◆ TASK DIRECTIONS:
Go through the data and copy each line where the word "InvalidInput" shows up.

◆ SOURCE INFORMATION:
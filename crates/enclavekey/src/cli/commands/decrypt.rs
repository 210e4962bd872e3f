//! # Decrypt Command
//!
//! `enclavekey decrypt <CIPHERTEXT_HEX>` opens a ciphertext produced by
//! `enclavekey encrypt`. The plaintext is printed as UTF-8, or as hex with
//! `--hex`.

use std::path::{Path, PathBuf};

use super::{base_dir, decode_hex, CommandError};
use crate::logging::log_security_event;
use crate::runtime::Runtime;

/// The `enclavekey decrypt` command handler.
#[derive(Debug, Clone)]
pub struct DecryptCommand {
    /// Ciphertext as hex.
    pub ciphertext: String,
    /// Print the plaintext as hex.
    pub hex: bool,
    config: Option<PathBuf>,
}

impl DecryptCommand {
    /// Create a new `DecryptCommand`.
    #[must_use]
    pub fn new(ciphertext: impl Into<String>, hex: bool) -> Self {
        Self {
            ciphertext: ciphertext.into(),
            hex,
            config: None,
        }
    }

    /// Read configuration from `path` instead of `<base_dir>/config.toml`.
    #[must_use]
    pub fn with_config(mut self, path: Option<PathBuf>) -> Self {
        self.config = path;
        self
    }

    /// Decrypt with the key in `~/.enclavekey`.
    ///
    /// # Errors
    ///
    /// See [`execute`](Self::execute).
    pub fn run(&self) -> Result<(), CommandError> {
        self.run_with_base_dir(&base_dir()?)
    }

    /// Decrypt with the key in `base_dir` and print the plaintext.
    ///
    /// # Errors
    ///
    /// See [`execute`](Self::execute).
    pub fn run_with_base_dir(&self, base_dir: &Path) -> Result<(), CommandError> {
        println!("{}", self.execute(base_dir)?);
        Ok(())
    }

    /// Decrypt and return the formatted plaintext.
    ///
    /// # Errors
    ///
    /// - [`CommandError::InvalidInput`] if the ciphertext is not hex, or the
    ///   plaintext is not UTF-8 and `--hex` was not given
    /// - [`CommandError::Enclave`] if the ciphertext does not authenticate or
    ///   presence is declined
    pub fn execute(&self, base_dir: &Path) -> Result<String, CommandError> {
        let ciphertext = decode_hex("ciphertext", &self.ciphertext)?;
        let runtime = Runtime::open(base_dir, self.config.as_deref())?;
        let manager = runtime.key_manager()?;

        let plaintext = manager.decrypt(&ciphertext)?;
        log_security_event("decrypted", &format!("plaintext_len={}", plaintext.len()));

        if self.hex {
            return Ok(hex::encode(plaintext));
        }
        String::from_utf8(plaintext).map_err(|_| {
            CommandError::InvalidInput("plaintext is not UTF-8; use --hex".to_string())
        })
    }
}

◆ SOLVED PROBLEM:
    /// - [`CommandError::InvalidInput`] if the ciphertext is not hex, or the
            CommandError::InvalidInput("plaintext is not UTF-8; use --hex".to_string())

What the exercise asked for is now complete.